Start of DATASET CONTENT

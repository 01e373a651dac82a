//! Logging macro for the tunneling client.
//!
//! All diagnostics go through the [`log`] facade so applications can pick
//! any logger implementation (or none).
//!
//! # Usage
//!
//! ```rust
//! use knx_tunnel::knx_log;
//!
//! knx_log!(info, "Connection established");
//! knx_log!(debug, "Received {} bytes", 42);
//! knx_log!(warn, "Timeout occurred");
//! ```

/// Unified logging macro.
///
/// The first token selects the level (`trace`, `debug`, `info`, `warn`,
/// `error`), the rest is passed to the matching `log` macro.
#[macro_export]
macro_rules! knx_log {
    (info, $($arg:tt)*) => { $crate::__log::info!($($arg)*) };
    (debug, $($arg:tt)*) => { $crate::__log::debug!($($arg)*) };
    (warn, $($arg:tt)*) => { $crate::__log::warn!($($arg)*) };
    (error, $($arg:tt)*) => { $crate::__log::error!($($arg)*) };
    (trace, $($arg:tt)*) => { $crate::__log::trace!($($arg)*) };
}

End of DATASET CONTENT

# YOUR ASSIGNMENT
Up to and including the final line of the data above, please copy every line exactly, starting from the one that contains "applications can pick".

# EXERCISE RESULT
//! All diagnostics go through the [`log`] facade so applications can pick
//! any logger implementation (or none).
//!
//! # Usage
//!
//! ```rust
//! use knx_tunnel::knx_log;
//!
//! knx_log!(info, "Connection established");
//! knx_log!(debug, "Received {} bytes", 42);
//! knx_log!(warn, "Timeout occurred");
//! ```

/// Unified logging macro.
///
/// The first token selects the level (`trace`, `debug`, `info`, `warn`,
/// `error`), the rest is passed to the matching `log` macro.
#[macro_export]
macro_rules! knx_log {
    (info, $($arg:tt)*) => { $crate::__log::info!($($arg)*) };
    (debug, $($arg:tt)*) => { $crate::__log::debug!($($arg)*) };
    (warn, $($arg:tt)*) => { $crate::__log::warn!($($arg)*) };
    (error, $($arg:tt)*) => { $crate::__log::error!($($arg)*) };
    (trace, $($arg:tt)*) => { $crate::__log::trace!($($arg)*) };
}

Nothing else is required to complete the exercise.